▶ _Task statement_: For each line below that contains the string "processor", copy that line.

____________________

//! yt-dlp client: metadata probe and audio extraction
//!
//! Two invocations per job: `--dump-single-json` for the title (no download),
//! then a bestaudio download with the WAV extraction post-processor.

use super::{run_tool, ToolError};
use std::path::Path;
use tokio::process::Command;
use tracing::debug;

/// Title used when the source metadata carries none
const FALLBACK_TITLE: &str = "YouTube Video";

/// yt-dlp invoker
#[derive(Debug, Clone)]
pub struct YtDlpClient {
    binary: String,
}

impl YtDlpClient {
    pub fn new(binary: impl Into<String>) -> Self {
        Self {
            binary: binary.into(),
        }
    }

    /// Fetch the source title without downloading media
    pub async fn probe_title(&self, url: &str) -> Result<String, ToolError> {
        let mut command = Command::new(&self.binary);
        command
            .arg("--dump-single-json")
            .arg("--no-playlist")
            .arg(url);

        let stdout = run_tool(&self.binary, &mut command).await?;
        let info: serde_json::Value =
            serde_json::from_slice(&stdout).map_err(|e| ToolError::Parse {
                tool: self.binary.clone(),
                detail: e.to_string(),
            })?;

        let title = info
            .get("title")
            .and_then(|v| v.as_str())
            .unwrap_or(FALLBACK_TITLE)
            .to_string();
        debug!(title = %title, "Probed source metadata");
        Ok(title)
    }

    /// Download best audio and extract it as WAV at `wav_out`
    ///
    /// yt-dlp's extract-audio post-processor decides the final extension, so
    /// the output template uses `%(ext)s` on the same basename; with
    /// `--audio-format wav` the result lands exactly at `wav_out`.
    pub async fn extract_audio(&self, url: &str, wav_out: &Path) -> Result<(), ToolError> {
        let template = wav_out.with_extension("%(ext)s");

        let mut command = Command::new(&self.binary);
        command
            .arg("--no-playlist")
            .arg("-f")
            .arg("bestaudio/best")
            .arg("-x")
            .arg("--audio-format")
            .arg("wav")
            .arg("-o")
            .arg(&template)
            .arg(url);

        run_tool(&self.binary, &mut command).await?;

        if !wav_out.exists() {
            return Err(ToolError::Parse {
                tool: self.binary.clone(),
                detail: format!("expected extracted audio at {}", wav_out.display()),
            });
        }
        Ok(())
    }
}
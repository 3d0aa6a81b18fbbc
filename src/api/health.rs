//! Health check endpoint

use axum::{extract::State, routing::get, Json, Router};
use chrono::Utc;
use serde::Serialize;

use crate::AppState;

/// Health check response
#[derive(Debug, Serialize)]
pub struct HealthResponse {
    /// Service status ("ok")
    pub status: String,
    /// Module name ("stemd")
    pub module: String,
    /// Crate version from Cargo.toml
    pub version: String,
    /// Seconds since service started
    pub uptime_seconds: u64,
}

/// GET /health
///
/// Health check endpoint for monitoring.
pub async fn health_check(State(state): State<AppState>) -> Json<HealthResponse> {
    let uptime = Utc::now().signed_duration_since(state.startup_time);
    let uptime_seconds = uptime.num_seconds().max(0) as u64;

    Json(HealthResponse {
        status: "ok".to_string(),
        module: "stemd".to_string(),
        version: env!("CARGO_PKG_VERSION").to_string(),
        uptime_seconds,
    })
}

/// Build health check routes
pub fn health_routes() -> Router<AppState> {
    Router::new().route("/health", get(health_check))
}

____________________

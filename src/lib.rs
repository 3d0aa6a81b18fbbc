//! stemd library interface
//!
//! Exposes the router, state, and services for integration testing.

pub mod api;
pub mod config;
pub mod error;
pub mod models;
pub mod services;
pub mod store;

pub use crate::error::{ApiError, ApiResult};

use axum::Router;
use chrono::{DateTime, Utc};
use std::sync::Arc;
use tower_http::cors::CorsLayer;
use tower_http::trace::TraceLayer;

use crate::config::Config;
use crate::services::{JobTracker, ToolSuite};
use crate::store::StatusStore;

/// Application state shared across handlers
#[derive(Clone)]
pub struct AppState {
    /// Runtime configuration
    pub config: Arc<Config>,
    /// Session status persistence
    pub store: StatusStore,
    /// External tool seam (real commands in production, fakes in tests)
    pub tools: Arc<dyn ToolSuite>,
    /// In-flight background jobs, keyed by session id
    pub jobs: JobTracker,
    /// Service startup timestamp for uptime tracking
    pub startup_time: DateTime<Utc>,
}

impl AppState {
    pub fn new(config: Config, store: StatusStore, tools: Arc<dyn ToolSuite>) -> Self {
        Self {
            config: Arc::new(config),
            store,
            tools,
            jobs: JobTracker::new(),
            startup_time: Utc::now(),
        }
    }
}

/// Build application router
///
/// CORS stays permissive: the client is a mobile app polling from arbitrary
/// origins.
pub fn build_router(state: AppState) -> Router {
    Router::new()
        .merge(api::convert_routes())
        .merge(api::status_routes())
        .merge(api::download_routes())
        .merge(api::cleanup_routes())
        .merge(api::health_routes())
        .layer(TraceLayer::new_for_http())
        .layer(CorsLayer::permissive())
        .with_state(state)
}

____________________

▶ _Your response_:
//! then a bestaudio download with the WAV extraction post-processor.
    /// yt-dlp's extract-audio post-processor decides the final extension, so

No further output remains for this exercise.